Myth #1: Flooding is covered by standard homeowners insurance
While elements of natural disasters like hail and tornadoes can be covered, flooding is not. That’s a problem since flooding is now one of the most common and costly types of natural disaster in the U.S., thanks to changing weather patterns and the fact that more homes are being built near large bodies of water. People are often in denial over flood risk.
What to do?
Even if your risk of flooding is low, consider supplement flood insurance. According to the National Flood Insurance Program, more than 20 percent of flood claims come from properties outside the high-risk flood zone. The average homeowner spends $700 for a flood insurance policy.
Myth #2: All belongings in the home are covered
Standard insurance policies do cover personal belongings, including clothing, furniture and sports equipment. However, very valuable items, grandma’s emerald cocktail ring or your gun collection, are subject to limits. As a result, you might only get $1,500 or so even on lost items that are worth many times that amount.
What to do?
To have valuables insured to their full value, they will need to be “scheduled,” a process that involves having them appraised and assigned to a special policy, known as a personal property endorsement or floater. This information should be included in the home inventory that we advise keeping for all of your possessions.
Myth #3: If a home is destroyed, the insurance will cover its current market value
Let’s say your home is leveled in a complete loss. If it was worth $500,000 at the time, you might assume that’s how much the insurance company will pay you. But in fact, insurance is tied to the cost to rebuild the home, not its market value. That could result in a rude awakening. Rebuilding costs continue to rise because the cost of labor and raw materials are both increasing. If you live in an older home, it will need to be reconstructed according to current building codes, which could drive costs up even further.
What to do?
Regularly connect with your agent to make sure your coverage is enough to cover the full cost to rebuild. Any premium increases will likely be minor, but they’ll make a huge difference in the event of a catastrophe.
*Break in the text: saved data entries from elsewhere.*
pub async fn live(config: &AppConfig, seconds: u64, mode: OutputMode) -> Result<()> {
    let stream = PriceStream::new(config.price_stream.clone());
    let feed = LiveFeed::new(config.live_feed.clone(), stream.store().clone());

    let mut rx = feed.store().watch();
    let mut last_alert: Option<String> = None;
    stream.connect();
    feed.connect();

    let deadline = tokio::time::sleep(Duration::from_secs(seconds));
    tokio::pin!(deadline);
    loop {
        tokio::select! {
            changed = rx.changed() => {
                if changed.is_err() {
                    break;
                }
                let s = rx.borrow_and_update().clone();
                if mode.is_json() {
                    continue;
                }
                let newest = s.alerts.front().map(|a| a.id.clone());
                if newest != last_alert {
                    let fresh: Vec<_> = s
                        .alerts
                        .iter()
                        .take_while(|a| Some(&a.id) != last_alert.as_ref())
                        .collect();
                    for alert in fresh.into_iter().rev() {
                        println!("{} [{:?}] {}", alert.timestamp, alert.kind, alert.message);
                    }
                    last_alert = newest;
                }
            }
            _ = &mut deadline => break,
            _ = tokio::signal::ctrl_c() => break,
        }
    }
    feed.pause();
    stream.disconnect();

    let s = feed.snapshot();
    if mode.is_json() {
        return output::print_item(&s);
    }

    output::print_header("Position");
    let p = &s.position;
    output::print_kv("Symbol", &p.symbol);
    output::print_kv("Side", format!("{:?}", p.side).to_lowercase());
    output::print_kv("Entry", format::price(p.entry_price, "$"));
    output::print_kv("Mark", format::price(p.current_price, "$"));
    output::print_kv(
        "Unrealized PnL",
        output::toned(
            &format!(
                "{} ({})",
                format::currency(p.unrealized_pnl, 2),
                format::percent(p.unrealized_pnl_percent, 2, true)
            ),
            p.unrealized_pnl,
        ),
    );

    output::print_header("Recent trades");
    let rows: Vec<LiveTradeRow> = s.recent_trades.iter().map(LiveTradeRow::from).collect();
    output::print_items(&rows, mode)
}

// ---------------------------------------------------------------------------
// backtest
// ---------------------------------------------------------------------------

pub struct BacktestArgs {
    pub experiment_id: String,
    pub experiment_name: String,
    pub filter: TradeFilter,
    pub limit: usize,
    pub year: Option<i32>,
}

#[derive(Debug, Serialize, Tabled)]
struct MetricRow {
    metric: &'static str,
    model: String,
    benchmark: String,
}

fn metric_rows(m: &BacktestMetrics, b: &BacktestMetrics) -> Vec<MetricRow> {
    let row = |metric, model: String, benchmark: String| MetricRow {
        metric,
        model,
        benchmark,
    };
    vec![
        row("Total return", format::currency(m.total_return, 2), format::currency(b.total_return, 2)),
        row(
            "Total return %",
            format::percent(m.total_return_percent, 2, true),
            format::percent(b.total_return_percent, 2, true),
        ),
        row(
            "Annual return %",
            format::percent(m.annual_return, 2, true),
            format::percent(b.annual_return, 2, true),
        ),
        row("Sharpe", format::ratio(m.sharpe_ratio), format::ratio(b.sharpe_ratio)),
        row("Sortino", format::ratio(m.sortino_ratio), format::ratio(b.sortino_ratio)),
        row(
            "Max drawdown %",
            format::percent(m.max_drawdown_percent, 2, false),
            format::percent(b.max_drawdown_percent, 2, false),
        ),
        row("Win rate", format::percent(m.win_rate, 1, false), format::percent(b.win_rate, 1, false)),
        row("Profit factor", format::ratio(m.profit_factor), format::ratio(b.profit_factor)),
        row("Trades", m.total_trades.to_string(), b.total_trades.to_string()),
        row("Avg hold", format::minutes(m.avg_hold_time), format::minutes(b.avg_hold_time)),
    ]
}

#[derive(Debug, Serialize, Tabled)]
struct TradeRow {
    id: u64,
    entry: String,
    action: String,
    #[tabled(rename = "entry price")]
    entry_price: String,
    #[tabled(rename = "exit price")]
    exit_price: String,
    held: String,
    pnl: String,
    #[tabled(rename = "pnl %")]
    pnl_percent: String,
}

impl From<&Trade> for TradeRow {
    fn from(t: &Trade) -> Self {
        Self {
            id: t.id,
            entry: t.entry_time.clone(),
            action: t.action.to_string(),
            entry_price: format::price(t.entry_price, "$"),
            exit_price: format::price(t.exit_price, "$"),
            held: format::minutes(t.duration as f64),
            pnl: format::currency(t.pnl, 2),
            pnl_percent: format::percent(t.pnl_percent, 2, true),
        }
    }
}

#[derive(Debug, Serialize, Tabled)]
struct MonthRow {
    month: String,
    #[serde(rename = "return")]
    #[tabled(rename = "return")]
    return_pct: String,
}

impl From<&MonthlyReturn> for MonthRow {
    fn from(m: &MonthlyReturn) -> Self {
        Self {
            month: format!("{}-{:02}", m.year, m.month),
            return_pct: format::percent(m.return_pct, 2, true),
        }
    }
}

pub async fn backtest(config: &AppConfig, args: BacktestArgs, mode: OutputMode) -> Result<()> {
    let store = BacktestStore::new(
        BacktestState {
            result: None,
            is_loading: false,
            error: None,
        },
        &config.backtest,
    );

    if !mode.is_json() {
        println!("Running backtest for {} ...", args.experiment_name);
    }
    store
        .run_backtest(&args.experiment_id, &args.experiment_name)
        .await
        .map_err(|e| BoardError::Internal(format!("backtest task failed: {e}")))?;

    let Some(result) = store.snapshot().result else {
        return Err(BoardError::Internal("backtest produced no report".to_string()));
    };
    if mode.is_json() {
        return output::print_item(&result);
    }

    output::print_header(&format!(
        "{} / {}  ({} to {})",
        result.experiment_name, result.checkpoint_id, result.start_date, result.end_date
    ));
    output::print_items(&metric_rows(&result.metrics, &result.benchmark_metrics), mode)?;

    if let Some(stats) = store.summary_stats() {
        output::print_kv("Return vs benchmark", format::percent(stats.return_vs_benchmark, 2, true));
        output::print_kv("Sharpe vs benchmark", format!("{:+.2}", stats.sharpe_vs_benchmark));
        output::print_kv("Drawdown improvement", format::percent(stats.drawdown_improvement, 2, true));
        if stats.outperformed {
            output::print_success("Model outperformed the benchmark");
        } else {
            output::print_warn("Model underperformed the benchmark");
        }
    }

    if let Some(year) = args.year {
        output::print_header(&format!("Monthly returns {year}"));
        let rows: Vec<MonthRow> = store.monthly_returns_for_year(year).iter().map(MonthRow::from).collect();
        output::print_items(&rows, mode)?;
    }

    let trades = store.filtered_trades(args.filter);
    output::print_header(&format!("Trades ({} matching)", trades.len()));
    let rows: Vec<TradeRow> = trades.iter().take(args.limit).map(TradeRow::from).collect();
    output::print_items(&rows, mode)
}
Myth #4: Renters are covered by their landlord’s policy
If you rent an apartment, condo or home and it burns to the ground or gets hit by thieves, their insurance won’t do anything for your lost possessions. Unfortunately, only about 40 percent of renters in the U.S. have renters insurance, compared to 93 percent of homeowners.
What to do?
If you rent a home, purchase renters insurance; the average premium is $182, so it’s not a major financial burden. And if you’re a landlord, require tenants to carry insurance to avoid surprises in the event of a disaster or theft.
Myth #5: Mold, termites, and other infestations are covered
Mold and termites can both wreak havoc on a home, rendering it unlivable in a worst-case scenario. And your insurance company won’t pay for these events. That’s because these infestations are considered maintenance issues and it’s up to you to care for your home properly.
What to do?
Be on the lookout for any kind of outbreak in the home. Mold thrives in damp areas, so use a dehumidifier if necessary to keep humidity levels between 30 and 60 percent. In warmer climates running your AC also makes a big impact on reducing humidity. Termites often leave cast-off winds along walls and windowsills. The cost to treat termites is around $500, compared with the tens of thousands you might have to pay if the critters ravage your home’s structure.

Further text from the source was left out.